パニック障害は、ある日突然、何の前触れもなく襲ってくる「パニック発作」で発症する病気です。私達はちょっと慌てた時でも“パニック”という言葉を使いがちですが、この発作はそんな生やさしいものではありません。激しい動悸や息切れ、めまい、吐き気など複数の症状が同時に起こり、死への恐怖感も伴う大変つらいものなのです。症状は通常で30分以内、長い場合でも1時間以内に治まりますが、その後、繰り返し発作が起こるようになります。
数回パニック発作が続くと「また発作が起こるのでは…」という不安が高まり、生活にも支障を来たすようになります。こうした発作への強い不安感を「予期不安」と呼びますが、この症状とパニック発作、2つから成り立つのがパニック障害です。

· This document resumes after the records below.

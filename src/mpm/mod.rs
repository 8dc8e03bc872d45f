mod g2p;
mod grid;
mod grid_update;
mod models;
mod p2g;
mod parameters;
mod particles;
mod weights;

pub use grid::{GridData, MpmGrid};
pub use models::{constitutive_update, ConstitutiveUpdate, IsotropicParameters, Material};
pub use parameters::MpmParameters;
pub use particles::MpmParticles;

use crate::render::{material_color, Vertex};
use crate::Vec2;

/// Contains all of the state for the Material Point Method simulation.
pub struct MpmSimulation {
    pub particles: MpmParticles,
    pub grid: MpmGrid,
    pub params: MpmParameters,
    /// Total simulated time so far.
    pub time: crate::Scalar,
}

impl MpmSimulation {
    /// Creates a new, empty simulation with the given parameters.
    pub fn new(params: MpmParameters) -> MpmSimulation {
        MpmSimulation {
            particles: MpmParticles::default(),
            grid: MpmGrid::new(&params),
            params,
            time: 0.,
        }
    }

    /// Adds a particle of the given material, at rest.
    pub fn add_particle(&mut self, position: Vec2, material: Material) {
        self.params.num_particles += 1;
        self.particles
            .add_particle(self.params.particle_mass(), position, material);
    }

    /// One full time step: clear the grid, scatter, update the grid, gather.
    /// The stages run strictly in order; no stage starts until the previous
    /// one has finished for every particle or node.
    pub fn substep(&mut self) -> eyre::Result<()> {
        self.grid.clear();
        p2g::particle_to_grid(&mut self.particles, &mut self.grid, &self.params);
        grid_update::grid_update(&mut self.grid, &self.params);
        g2p::grid_to_particle(&mut self.particles, &self.grid, &self.params);

        self.time += self.params.delta_time;

        if self.params.validate {
            self.particles.validate()?;
        }

        Ok(())
    }

    /// Advances one rendered frame's worth of substeps and returns the
    /// vertices handed to the viewer. The viewer only ever observes state
    /// between substeps.
    pub fn simulate_frame(&mut self) -> eyre::Result<Vec<Vertex>> {
        for _ in 0..self.params.substeps_per_frame() {
            self.substep()?;
        }

        tracing::debug!(
            time = self.time,
            particles = self.params.num_particles,
            "finished frame"
        );

        Ok(self.create_verts())
    }

    /// Returns an array of `Vertex`es, to be passed to the `render` module:
    /// one point per particle, colored by its material.
    fn create_verts(&self) -> Vec<Vertex> {
        self.particles
            .position
            .iter()
            .zip(&self.particles.material)
            .map(|(pos, &material)| Vertex {
                position: [pos.x, pos.y, 0.],
                color: material_color(material),
            })
            .collect()
    }
}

予期不安がさらに強まると、発作が起こりそうな場所や状況に不安を感じる「広場恐怖」や、そうした場を避けようとする「回避行動」の併発を招くようになり、日常生活の中に“できないこと”が増えていきます。結果、家にひきこもりがちになり、うつ状態に陥ってしまうケースも少なくありません。
症状を複雑化させないために大切なのが、早期発見と早期治療。それには早い段階で病院へ行き、該当する「科」で診療を受けることが重要になります。パニック発作を経験すると、大抵の人が動悸や息切れなどの症状から内科や循環器科を受診しますが、パニック障害の原因は身体の異常ではないため、心電図や呼吸機能、血圧などの検査を受けても、結果は「異常なし」。このように受診する「科」が違ったために原因が分からず、不安なままパニック発作を繰り返して症状を悪化させてしまうケースはとても多いのです。もし、あなたが下の「パニック発作の症状」にあるような症状に襲われ、内科などで「異常なし」という診断を受けたなら、一度、精神神経科や心療内科を受診してみて下さい。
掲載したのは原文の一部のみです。